- _WORK TO BE COMPLETED_: Copy every line of the following data that includes the string "proptest".

- _MATERIAL PROVIDED_:
# # # #

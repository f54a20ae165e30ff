//! Ordered string-list operations shared by skills, highlights and links.

/// Append `value` trimmed, unless it is empty after trimming.
/// Returns whether the list changed.
pub fn add_trimmed(items: &mut Vec<String>, value: &str) -> bool {
    let trimmed = value.trim();
    if trimmed.is_empty() {
        return false;
    }
    items.push(trimmed.to_string());
    true
}

/// Remove the entry at `index`, keeping the relative order of the rest.
/// Out-of-range indices leave the list untouched.
pub fn remove_at(items: &mut Vec<String>, index: usize) -> Option<String> {
    if index < items.len() {
        Some(items.remove(index))
    } else {
        None
    }
}

#[cfg(test)]
mod tests {
    use super::*;
    use proptest::prelude::*;
    use rstest::rstest;

    #[rstest]
    #[case("")]
    #[case(" ")]
    #[case("\t\n")]
    #[case("   \u{3000}")]
    fn test_blank_values_are_ignored(#[case] value: &str) {
        let mut items = vec!["Rust".to_string()];
        assert!(!add_trimmed(&mut items, value));
        assert_eq!(items, vec!["Rust".to_string()]);
    }

    #[test]
    fn test_duplicates_are_kept() {
        let mut items = Vec::new();
        add_trimmed(&mut items, "Rust");
        add_trimmed(&mut items, "Rust");
        assert_eq!(items.len(), 2);
    }

    #[test]
    fn test_remove_out_of_range() {
        let mut items = vec!["a".to_string()];
        assert_eq!(remove_at(&mut items, 1), None);
        assert_eq!(items.len(), 1);
    }

    proptest! {
        #[test]
        fn prop_whitespace_add_is_noop(
            items in proptest::collection::vec("[a-z]{1,8}", 0..10),
            ws in "[ \t\n]{0,6}",
        ) {
            let mut list = items.clone();
            prop_assert!(!add_trimmed(&mut list, &ws));
            prop_assert_eq!(list, items);
        }

        #[test]
        fn prop_add_appends_trimmed(
            items in proptest::collection::vec("[a-z]{1,8}", 0..10),
            value in "[ ]{0,3}[a-z]{1,8}[ ]{0,3}",
        ) {
            let mut list = items.clone();
            prop_assert!(add_trimmed(&mut list, &value));
            prop_assert_eq!(list.len(), items.len() + 1);
            prop_assert_eq!(list.last().map(String::as_str), Some(value.trim()));
        }

        #[test]
        fn prop_remove_preserves_order(
            items in proptest::collection::vec("[a-z]{1,8}", 1..12),
            pick in any::<prop::sample::Index>(),
        ) {
            let index = pick.index(items.len());
            let mut list = items.clone();
            let removed = remove_at(&mut list, index);

            prop_assert_eq!(removed.as_ref(), Some(&items[index]));
            prop_assert_eq!(list.len(), items.len() - 1);

            let mut expected = items.clone();
            expected.remove(index);
            prop_assert_eq!(list, expected);
        }
    }
}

# # # #

- _THE COMPLETED TASK_:
    use proptest::prelude::*;
    proptest! {
            items in proptest::collection::vec("[a-z]{1,8}", 0..10),
            items in proptest::collection::vec("[a-z]{1,8}", 0..10),
            items in proptest::collection::vec("[a-z]{1,8}", 1..12),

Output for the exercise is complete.